What is needed: Where the records below show a line containing "pub mod unpack;", start copying; end with the line containing "let Some((data_start, data_len))", and copy it too.
*** Material for this task Section Begins ***
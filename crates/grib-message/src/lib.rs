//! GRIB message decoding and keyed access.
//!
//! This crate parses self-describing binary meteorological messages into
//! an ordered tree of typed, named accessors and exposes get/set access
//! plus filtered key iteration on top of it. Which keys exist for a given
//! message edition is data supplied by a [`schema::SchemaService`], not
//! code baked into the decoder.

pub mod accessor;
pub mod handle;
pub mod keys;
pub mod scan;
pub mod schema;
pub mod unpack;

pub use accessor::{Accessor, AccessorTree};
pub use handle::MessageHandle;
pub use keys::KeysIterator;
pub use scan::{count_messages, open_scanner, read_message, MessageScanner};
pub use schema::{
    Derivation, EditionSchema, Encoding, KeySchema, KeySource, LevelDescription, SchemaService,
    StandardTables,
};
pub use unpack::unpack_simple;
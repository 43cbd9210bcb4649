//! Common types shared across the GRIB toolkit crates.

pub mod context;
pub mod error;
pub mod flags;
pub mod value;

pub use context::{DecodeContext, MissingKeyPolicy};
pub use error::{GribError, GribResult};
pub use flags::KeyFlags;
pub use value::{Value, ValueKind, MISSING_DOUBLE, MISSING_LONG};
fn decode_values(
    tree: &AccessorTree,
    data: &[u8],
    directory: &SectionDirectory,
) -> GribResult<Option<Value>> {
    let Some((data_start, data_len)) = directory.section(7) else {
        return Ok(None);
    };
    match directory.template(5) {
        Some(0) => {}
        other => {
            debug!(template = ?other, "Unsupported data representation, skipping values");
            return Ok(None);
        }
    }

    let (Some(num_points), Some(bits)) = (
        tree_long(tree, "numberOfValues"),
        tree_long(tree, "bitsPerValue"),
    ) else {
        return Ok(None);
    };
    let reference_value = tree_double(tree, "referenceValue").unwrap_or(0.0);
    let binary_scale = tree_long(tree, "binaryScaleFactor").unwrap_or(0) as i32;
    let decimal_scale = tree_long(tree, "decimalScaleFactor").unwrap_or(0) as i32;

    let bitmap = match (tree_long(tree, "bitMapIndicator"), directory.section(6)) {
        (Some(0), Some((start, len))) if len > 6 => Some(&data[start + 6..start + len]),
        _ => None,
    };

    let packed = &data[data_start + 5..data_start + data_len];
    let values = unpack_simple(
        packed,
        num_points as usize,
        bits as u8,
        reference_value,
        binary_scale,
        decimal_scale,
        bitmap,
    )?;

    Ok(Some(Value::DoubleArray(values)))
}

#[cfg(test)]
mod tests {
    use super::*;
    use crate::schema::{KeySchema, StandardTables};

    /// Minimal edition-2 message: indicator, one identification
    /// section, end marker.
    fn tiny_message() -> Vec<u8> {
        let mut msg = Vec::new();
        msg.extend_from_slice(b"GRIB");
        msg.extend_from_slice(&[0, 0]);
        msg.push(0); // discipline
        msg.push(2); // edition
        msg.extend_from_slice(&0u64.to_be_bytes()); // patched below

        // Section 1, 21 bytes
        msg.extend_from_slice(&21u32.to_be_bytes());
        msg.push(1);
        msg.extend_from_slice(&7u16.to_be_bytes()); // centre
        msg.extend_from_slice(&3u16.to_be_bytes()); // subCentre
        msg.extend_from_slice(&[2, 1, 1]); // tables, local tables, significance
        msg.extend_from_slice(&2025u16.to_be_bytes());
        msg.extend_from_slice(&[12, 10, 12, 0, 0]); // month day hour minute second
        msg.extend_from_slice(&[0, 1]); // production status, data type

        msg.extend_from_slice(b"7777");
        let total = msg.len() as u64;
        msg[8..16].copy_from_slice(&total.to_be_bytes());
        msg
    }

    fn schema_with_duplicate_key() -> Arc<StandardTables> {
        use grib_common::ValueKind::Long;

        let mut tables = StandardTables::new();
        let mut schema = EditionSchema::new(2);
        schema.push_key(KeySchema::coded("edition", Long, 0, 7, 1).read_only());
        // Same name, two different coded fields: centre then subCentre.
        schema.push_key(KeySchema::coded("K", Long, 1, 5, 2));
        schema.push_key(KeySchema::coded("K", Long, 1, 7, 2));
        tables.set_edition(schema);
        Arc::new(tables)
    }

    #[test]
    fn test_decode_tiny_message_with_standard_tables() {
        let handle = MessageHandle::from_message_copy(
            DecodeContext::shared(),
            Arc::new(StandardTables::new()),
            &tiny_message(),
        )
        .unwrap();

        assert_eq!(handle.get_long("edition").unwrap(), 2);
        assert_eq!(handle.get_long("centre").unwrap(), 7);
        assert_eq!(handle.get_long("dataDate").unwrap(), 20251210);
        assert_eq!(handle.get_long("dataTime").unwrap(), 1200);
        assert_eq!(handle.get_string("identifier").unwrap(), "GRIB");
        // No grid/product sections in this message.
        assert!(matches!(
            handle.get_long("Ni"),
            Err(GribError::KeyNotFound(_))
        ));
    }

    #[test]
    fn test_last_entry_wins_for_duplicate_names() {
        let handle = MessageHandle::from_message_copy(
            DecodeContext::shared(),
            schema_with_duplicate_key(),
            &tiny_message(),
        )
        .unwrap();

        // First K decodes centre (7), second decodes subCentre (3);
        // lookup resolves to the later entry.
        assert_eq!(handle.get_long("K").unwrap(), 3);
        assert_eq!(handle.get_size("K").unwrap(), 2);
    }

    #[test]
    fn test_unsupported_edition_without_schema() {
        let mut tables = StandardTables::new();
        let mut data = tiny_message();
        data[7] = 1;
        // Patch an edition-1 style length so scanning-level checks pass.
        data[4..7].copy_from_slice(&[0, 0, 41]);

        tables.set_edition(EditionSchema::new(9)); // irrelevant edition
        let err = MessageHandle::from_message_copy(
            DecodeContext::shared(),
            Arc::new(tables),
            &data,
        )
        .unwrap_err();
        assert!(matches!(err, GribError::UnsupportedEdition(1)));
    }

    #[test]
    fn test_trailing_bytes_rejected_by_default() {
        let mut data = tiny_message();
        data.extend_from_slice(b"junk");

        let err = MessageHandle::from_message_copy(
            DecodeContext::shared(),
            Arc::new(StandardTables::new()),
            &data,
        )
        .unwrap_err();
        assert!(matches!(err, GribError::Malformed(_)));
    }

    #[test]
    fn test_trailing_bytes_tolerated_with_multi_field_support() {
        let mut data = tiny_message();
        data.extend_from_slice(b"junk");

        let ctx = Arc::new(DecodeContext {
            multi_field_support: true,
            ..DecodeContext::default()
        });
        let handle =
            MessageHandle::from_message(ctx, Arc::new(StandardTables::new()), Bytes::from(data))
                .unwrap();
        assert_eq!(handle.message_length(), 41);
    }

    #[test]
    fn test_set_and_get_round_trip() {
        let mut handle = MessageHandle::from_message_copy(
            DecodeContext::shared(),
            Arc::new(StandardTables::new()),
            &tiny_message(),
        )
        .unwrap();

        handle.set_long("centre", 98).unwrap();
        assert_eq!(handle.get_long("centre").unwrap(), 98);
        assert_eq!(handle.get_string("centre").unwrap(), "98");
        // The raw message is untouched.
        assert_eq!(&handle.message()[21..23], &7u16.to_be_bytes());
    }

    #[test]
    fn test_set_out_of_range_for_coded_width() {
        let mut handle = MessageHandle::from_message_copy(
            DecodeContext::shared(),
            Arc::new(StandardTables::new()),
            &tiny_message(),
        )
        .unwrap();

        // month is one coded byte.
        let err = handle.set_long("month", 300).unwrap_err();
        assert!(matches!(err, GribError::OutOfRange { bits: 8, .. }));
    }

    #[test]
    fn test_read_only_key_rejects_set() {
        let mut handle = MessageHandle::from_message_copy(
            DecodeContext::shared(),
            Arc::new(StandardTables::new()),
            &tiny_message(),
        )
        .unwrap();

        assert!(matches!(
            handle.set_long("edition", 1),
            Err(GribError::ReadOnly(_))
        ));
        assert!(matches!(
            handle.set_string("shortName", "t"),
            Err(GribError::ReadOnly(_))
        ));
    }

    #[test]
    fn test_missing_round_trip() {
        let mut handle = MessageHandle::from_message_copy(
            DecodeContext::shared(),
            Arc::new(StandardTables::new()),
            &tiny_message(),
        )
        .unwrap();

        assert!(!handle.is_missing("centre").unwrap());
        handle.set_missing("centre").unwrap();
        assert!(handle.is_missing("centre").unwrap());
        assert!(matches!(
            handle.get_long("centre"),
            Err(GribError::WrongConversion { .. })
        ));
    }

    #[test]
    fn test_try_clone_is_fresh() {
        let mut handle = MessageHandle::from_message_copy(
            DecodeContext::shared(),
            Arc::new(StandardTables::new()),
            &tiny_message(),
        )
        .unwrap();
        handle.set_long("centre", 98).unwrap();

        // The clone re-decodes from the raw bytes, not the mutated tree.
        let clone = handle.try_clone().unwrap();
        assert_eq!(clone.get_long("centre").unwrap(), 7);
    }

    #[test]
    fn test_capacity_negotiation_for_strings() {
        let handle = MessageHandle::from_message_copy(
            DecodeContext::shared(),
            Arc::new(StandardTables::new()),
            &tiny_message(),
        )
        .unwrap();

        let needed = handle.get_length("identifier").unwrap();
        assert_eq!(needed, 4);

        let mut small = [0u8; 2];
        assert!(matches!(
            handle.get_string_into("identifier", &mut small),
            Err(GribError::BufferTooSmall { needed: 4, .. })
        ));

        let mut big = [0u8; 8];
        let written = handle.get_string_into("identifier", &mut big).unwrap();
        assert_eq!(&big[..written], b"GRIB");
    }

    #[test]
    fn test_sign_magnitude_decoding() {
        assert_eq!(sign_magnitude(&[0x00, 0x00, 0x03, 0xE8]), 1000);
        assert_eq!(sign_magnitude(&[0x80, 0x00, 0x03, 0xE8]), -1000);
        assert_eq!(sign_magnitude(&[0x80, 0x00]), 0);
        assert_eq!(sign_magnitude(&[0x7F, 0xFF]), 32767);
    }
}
*** Material for this task Section Ends ***
Exercise response:
pub mod unpack;

pub use accessor::{Accessor, AccessorTree};
pub use handle::MessageHandle;
pub use keys::KeysIterator;
pub use scan::{count_messages, open_scanner, read_message, MessageScanner};
pub use schema::{
    Derivation, EditionSchema, Encoding, KeySchema, KeySource, LevelDescription, SchemaService,
    StandardTables,
};
pub use unpack::unpack_simple;
repository 43cbd9210bcb4649
//! Common types shared across the GRIB toolkit crates.

pub mod context;
pub mod error;
pub mod flags;
pub mod value;

pub use context::{DecodeContext, MissingKeyPolicy};
pub use error::{GribError, GribResult};
pub use flags::KeyFlags;
pub use value::{Value, ValueKind, MISSING_DOUBLE, MISSING_LONG};
fn decode_values(
    tree: &AccessorTree,
    data: &[u8],
    directory: &SectionDirectory,
) -> GribResult<Option<Value>> {
    let Some((data_start, data_len)) = directory.section(7) else {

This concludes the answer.